What you should do =
Gather every line in the records below that contains the word "group".

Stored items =
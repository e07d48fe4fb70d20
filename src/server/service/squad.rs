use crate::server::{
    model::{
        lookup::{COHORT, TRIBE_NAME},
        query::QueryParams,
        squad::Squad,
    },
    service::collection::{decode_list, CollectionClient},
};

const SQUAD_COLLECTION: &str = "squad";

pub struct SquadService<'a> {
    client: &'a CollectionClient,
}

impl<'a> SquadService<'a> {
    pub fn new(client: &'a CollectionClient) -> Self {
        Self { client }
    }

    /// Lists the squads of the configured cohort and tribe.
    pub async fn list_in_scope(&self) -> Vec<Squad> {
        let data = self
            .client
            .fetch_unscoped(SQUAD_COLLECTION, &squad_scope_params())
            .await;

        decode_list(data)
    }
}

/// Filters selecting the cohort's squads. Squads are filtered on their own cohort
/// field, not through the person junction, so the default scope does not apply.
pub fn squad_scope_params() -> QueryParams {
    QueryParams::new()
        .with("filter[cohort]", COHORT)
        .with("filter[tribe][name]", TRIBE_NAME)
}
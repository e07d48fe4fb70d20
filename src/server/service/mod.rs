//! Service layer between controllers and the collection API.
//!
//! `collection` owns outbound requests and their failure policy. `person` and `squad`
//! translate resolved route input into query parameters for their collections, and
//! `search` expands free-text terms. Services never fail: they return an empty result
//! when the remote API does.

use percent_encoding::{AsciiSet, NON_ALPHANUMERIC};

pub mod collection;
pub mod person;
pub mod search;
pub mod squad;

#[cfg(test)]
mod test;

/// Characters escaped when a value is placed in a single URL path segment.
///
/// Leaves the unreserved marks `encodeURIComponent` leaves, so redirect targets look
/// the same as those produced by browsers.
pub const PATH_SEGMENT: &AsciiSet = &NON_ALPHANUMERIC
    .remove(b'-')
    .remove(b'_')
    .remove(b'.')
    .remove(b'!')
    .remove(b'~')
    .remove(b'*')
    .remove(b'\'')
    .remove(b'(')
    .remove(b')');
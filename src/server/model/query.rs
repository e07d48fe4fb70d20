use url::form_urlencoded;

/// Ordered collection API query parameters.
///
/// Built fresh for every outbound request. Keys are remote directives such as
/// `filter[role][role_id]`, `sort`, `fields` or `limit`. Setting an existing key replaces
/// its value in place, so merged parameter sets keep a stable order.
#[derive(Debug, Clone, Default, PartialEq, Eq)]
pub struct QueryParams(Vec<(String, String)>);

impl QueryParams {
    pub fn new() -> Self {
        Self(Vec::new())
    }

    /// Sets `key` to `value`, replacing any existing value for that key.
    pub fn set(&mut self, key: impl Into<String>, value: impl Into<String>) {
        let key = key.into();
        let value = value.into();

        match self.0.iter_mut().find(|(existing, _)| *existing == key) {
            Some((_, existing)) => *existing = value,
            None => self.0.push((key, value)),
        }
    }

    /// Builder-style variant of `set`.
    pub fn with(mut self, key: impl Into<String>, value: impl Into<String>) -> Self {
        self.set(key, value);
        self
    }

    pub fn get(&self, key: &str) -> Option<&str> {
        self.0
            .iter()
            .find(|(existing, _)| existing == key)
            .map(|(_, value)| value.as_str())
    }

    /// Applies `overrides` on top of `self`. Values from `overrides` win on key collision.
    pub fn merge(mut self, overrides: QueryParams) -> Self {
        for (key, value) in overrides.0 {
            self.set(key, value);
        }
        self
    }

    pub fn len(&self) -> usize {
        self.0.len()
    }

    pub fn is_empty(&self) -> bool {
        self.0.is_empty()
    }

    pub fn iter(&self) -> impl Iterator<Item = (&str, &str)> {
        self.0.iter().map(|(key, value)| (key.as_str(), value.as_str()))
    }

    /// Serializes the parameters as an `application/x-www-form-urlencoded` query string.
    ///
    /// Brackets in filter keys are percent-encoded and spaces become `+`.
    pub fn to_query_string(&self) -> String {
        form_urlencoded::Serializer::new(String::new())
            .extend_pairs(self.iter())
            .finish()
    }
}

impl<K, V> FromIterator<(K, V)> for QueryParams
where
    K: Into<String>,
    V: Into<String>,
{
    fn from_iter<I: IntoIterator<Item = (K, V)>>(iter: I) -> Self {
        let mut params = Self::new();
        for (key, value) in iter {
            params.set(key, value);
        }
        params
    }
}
--
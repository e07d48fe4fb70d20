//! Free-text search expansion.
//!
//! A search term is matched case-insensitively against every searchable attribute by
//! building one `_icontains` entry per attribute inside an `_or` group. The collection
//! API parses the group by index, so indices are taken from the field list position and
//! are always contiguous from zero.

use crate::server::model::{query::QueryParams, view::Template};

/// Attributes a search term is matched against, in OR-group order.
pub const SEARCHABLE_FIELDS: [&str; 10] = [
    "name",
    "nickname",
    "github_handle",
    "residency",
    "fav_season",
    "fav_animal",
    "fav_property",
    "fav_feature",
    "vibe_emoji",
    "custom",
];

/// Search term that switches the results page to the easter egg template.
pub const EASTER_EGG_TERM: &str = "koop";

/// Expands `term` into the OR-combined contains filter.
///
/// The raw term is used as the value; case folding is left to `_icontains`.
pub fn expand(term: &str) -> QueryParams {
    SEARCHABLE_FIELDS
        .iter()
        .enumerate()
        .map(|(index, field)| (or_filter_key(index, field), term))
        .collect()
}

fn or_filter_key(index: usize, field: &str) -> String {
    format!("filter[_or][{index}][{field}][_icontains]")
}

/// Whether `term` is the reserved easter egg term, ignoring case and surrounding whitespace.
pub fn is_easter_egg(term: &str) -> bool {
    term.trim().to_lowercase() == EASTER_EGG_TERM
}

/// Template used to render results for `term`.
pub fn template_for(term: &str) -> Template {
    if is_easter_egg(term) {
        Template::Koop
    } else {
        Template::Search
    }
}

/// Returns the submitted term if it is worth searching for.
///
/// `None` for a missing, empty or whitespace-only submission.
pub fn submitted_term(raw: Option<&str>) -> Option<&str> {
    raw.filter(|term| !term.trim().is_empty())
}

Result below =
//! building one `_icontains` entry per attribute inside an `_or` group. The collection
//! API parses the group by index, so indices are taken from the field list position and
/// Attributes a search term is matched against, in OR-group order.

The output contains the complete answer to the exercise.